Judkins diagnostic coronary catheter advanced across the aortic valve into LV

figure 3

Impella LP 2.5 intracardiac position mid esophageal long axis view of aortic valve

figure 4

Transthoracic follow-up echo: position Impella and unloaded LV

Discussion

VA ECMO in the face of severe LV dysfunction often mandates LV decompression (often referred to as venting) because prolonged increased LV wall stress reduces the chances of recovery of ventricular function. This venting can be achieved in several ways: surgically with a catheter placed in the left atrium or percutaneously with a catheter that crosses the atrial septum. This invasive percutaneous technique can be performed in the catheter laboratory or under echocardiography guidance [5]. This transseptal approach requires puncture of the atrial septum and is not without risk. Because of our experience over several years with axial flow pumps in different clinical settings of acute cardiac failure, with or without association of VA ECMO [1, 3], and the possibility in this case of an unsuccessful septostomy after previous closure during truncus arteriosus repair of a patent foramen ovale , we decided to decompress the LV with the Impella LP 2.5. As shown, this miniaturized rotary blood pump can be safely inserted percutaneously at the bedside under TEE guidance, avoiding the risk of transportation of unstable patients. Furthermore, using a percutaneous approach, a (redo) thoracotomy to surgically insert a catheter to unload the LV can be avoided. This case report shows that the Impella LP 2.5 can be a valuable alternative for unloading the LV in patients on VA ECMO.

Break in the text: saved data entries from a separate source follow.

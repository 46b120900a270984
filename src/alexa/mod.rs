//! Alexa request/response envelopes and request verification.

pub mod request;
pub mod response;
pub mod verifier;

pub use request::RequestEnvelope;
pub use response::{Card, SkillResponse, POSTAL_CODE_PERMISSION};
pub use verifier::{RequestVerifier, VerificationError};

Close monitoring for hemolysis is advocated during the follow-up of patients treated with the Impella device, as is the case with other VAD. Free hemoglobin, lactate dehydrogenase and total bilirubin were routinely measured for monitoring hemolysis (Table 1). ECMO and VAD can cause hemolysis since red blood cells can be traumatized when passing through the artificial device. The progressive rise in hemolytic parameters in this patient can be explained in multiple ways: prolonged use of the ECMO circuit, association of the axial flow pump, transfusion-related hemolysis, and micro-angiopathic hemolysis as suggested by the autopsy finding of capillaritis, and sepsis and multiple organ system dysfunction.

Conclusion

We report here a valuable alternative for more classical decompression techniques of the LV during VA ECMO, although our patient finally died of sepsis. This technique is less invasive than surgery and can be performed at the bedside under echocardiography guidance. Clinical studies with this new device are ongoing to verify the safety and efficacy in various clinical settings of acute cardiac failure.